From: Stephen de Vries <stephen () corsaire com>
Date: Fri, 22 Jul 2005 16:06:03 +0000



On 22 Jul 2005, at 14:16, Vicente Aguilera wrote:

To prevent automatic form submissions in login forms you can also use:

1. One-time-logins/One-time-passwords
For example, if the user password is: "a34.;(vad78!$" the application can ask for the password: "Put the character 1,5,2,6,8,9,10,4 of your password", and these positions could change randomly.


Automatic form submissions in login forms basically try to break passwords or enumerate valid users (logins). If someone tries to guess a password with password cracking attacks has not any more information in every attempt, because every time the password is different. Password cracking attacks are not effective with this method.

That's only true if the attacker can't duplicate the system for generating the one time password.
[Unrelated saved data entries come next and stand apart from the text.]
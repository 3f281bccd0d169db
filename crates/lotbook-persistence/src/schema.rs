//! Schema bootstrap from the entity definitions
//!
//! Creates every ledger table on an empty database. Production deployments
//! run managed migrations instead; this path serves embedded databases and
//! the test suites, which bootstrap an in-memory SQLite from the same
//! entities the services query.

use sea_orm::{ConnectionTrait, DatabaseConnection, Schema};

use crate::entity::{
    attribute_definition, attribute_document, batch, category_attribute_link, facility, item,
    item_category, stock_transaction, vendor,
};

/// Create all ledger tables on the connected database
pub async fn create_tables(db: &DatabaseConnection) -> anyhow::Result<()> {
    let builder = db.get_database_backend();
    let schema = Schema::new(builder);

    let mut statements = vec![
        schema.create_table_from_entity(item_category::Entity),
        schema.create_table_from_entity(attribute_definition::Entity),
        schema.create_table_from_entity(category_attribute_link::Entity),
        schema.create_table_from_entity(item::Entity),
        schema.create_table_from_entity(attribute_document::Entity),
        schema.create_table_from_entity(facility::Entity),
        schema.create_table_from_entity(vendor::Entity),
        schema.create_table_from_entity(batch::Entity),
        schema.create_table_from_entity(stock_transaction::Entity),
    ];

    for statement in statements.iter_mut() {
        statement.if_not_exists();
        db.execute(builder.build(statement)).await?;
    }

    Ok(())
}

#[cfg(test)]
mod tests {
    use sea_orm::{ConnectOptions, Database, EntityTrait};

    use super::*;

    #[tokio::test]
    async fn test_bootstrap_creates_queryable_tables() {
        let mut options = ConnectOptions::new("sqlite::memory:");
        options.max_connections(1);
        let db = Database::connect(options).await.unwrap();

        create_tables(&db).await.unwrap();
        // second run is a no-op thanks to if_not_exists
        create_tables(&db).await.unwrap();

        assert!(item::Entity::find().all(&db).await.unwrap().is_empty());
        assert!(batch::Entity::find().all(&db).await.unwrap().is_empty());
        assert!(
            stock_transaction::Entity::find()
                .all(&db)
                .await
                .unwrap()
                .is_empty()
        );
    }
}
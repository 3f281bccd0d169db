//! Attribute document service (user edits)
//!
//! User edits are validated against the category's current key set and use
//! read-modify-write with a conflict guard: the merged map is stored through
//! a conditional update on the `updated_at` observed at fetch time, so a
//! propagation job committing inside the fetch-to-store window is never
//! blindly overwritten — the edit re-fetches, re-merges, and retries. A null
//! value in a patch stores null under the key; key lifecycle belongs to the
//! schema, not to value edits.

use chrono::Utc;
use sea_orm::sea_query::Expr;
use sea_orm::{
    ActiveModelTrait, ColumnTrait, DatabaseConnection, EntityTrait, QueryFilter, Set,
};

use lotbook_common::LedgerError;
use lotbook_persistence::entity::{attribute_document, item};
use lotbook_persistence::value::AttributeMap;

use super::link;

/// Re-merges before a concurrent document writer surfaces as a conflict
const DOCUMENT_WRITE_ATTEMPTS: u32 = 3;

pub async fn get_for_item(
    db: &DatabaseConnection,
    item_id: i64,
) -> anyhow::Result<Option<attribute_document::Model>> {
    Ok(attribute_document::Entity::find()
        .filter(attribute_document::Column::ItemId.eq(item_id))
        .one(db)
        .await?)
}

/// Merge a user patch into the item's document
///
/// Every patch key must be valid for the item's category; unknown keys are
/// rejected by name before any write. An item without a document (possible
/// when it predates document backfill) gets one created from the current
/// category keys plus the patch.
pub async fn update_attributes(
    db: &DatabaseConnection,
    item_id: i64,
    patch: &AttributeMap,
) -> anyhow::Result<attribute_document::Model> {
    let item = item::Entity::find_by_id(item_id)
        .one(db)
        .await?
        .ok_or_else(|| LedgerError::not_found("item", item_id))?;

    let valid_keys = link::definition_keys_for_category(db, item.category_id).await?;
    for key in patch.keys() {
        if !valid_keys.iter().any(|k| k == key) {
            return Err(LedgerError::invalid(format!(
                "unknown attribute key '{}' for category {}",
                key, item.category_id
            ))
            .into());
        }
    }

    for _attempt in 1..=DOCUMENT_WRITE_ATTEMPTS {
        match get_for_item(db, item_id).await? {
            Some(document) => {
                let mut attributes = document.attributes.clone();
                for (key, value) in patch.iter() {
                    attributes.insert(key.clone(), value.clone());
                }

                if try_store(db, &document, attributes).await? {
                    let stored = get_for_item(db, item_id)
                        .await?
                        .ok_or_else(|| LedgerError::not_found("attribute document", item_id))?;
                    return Ok(stored);
                }
                // a propagation job committed between fetch and store;
                // re-fetch and merge onto its result
            }
            None => {
                let mut attributes = AttributeMap::from_null_keys(valid_keys.clone());
                for (key, value) in patch.iter() {
                    attributes.insert(key.clone(), value.clone());
                }

                let now = Utc::now();
                let stored = attribute_document::ActiveModel {
                    item_id: Set(item_id),
                    attributes: Set(attributes),
                    created_at: Set(now),
                    updated_at: Set(now),
                    ..Default::default()
                }
                .insert(db)
                .await?;
                return Ok(stored);
            }
        }
    }

    Err(LedgerError::ConcurrencyConflict(format!(
        "attribute document for item {} kept changing during edit",
        item_id
    ))
    .into())
}

/// Store the merged map iff the row still carries the observed `updated_at`
///
/// A false return means another writer committed in between; the caller
/// re-fetches and merges again.
async fn try_store(
    db: &DatabaseConnection,
    document: &attribute_document::Model,
    attributes: AttributeMap,
) -> anyhow::Result<bool> {
    let result = attribute_document::Entity::update_many()
        .col_expr(attribute_document::Column::Attributes, Expr::value(attributes))
        .col_expr(attribute_document::Column::UpdatedAt, Expr::value(Utc::now()))
        .filter(attribute_document::Column::Id.eq(document.id))
        .filter(attribute_document::Column::UpdatedAt.eq(document.updated_at))
        .exec(db)
        .await?;

    Ok(result.rows_affected == 1)
}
What I'm saying is that with the example given above, it will be trivial for an attacker to do this.

For example, on the server side, the app would:
1. Pick 5 random numbers between 1 and 8 (assuming that all passwords have at least 8 chars), e.g. 1,5,2,6,8 2. Present the login form and request that the user enter their username and the characters at positions 1,5,2,6,8 from their passwords.
3.  Process the details supplied, if incorrect goto 1.

To launch a brute force attack on this system, an attacker would:
1.  Get a dictionary of passwords.
2. Write an automated script that grabs the login page from the target site and parses the HTML to extract the character positions requested. 3. Run the script against the app and extract the character positions requested. In this case 1,5,2,6,8.
4.  Read the current word from the dictionary.
5.  Extract characters 1,5,2,6,8
6. Submit the login request with the username and the extracted characters. 7. If the login fails, move to the next word in the dictionary and goto step 3


regards,
Stephen







2. Account lock
For example after 5 unsuccessful attempts.



There is always the danger that an attacker could use this to lockout all accounts on the system - which is also an effective DoS.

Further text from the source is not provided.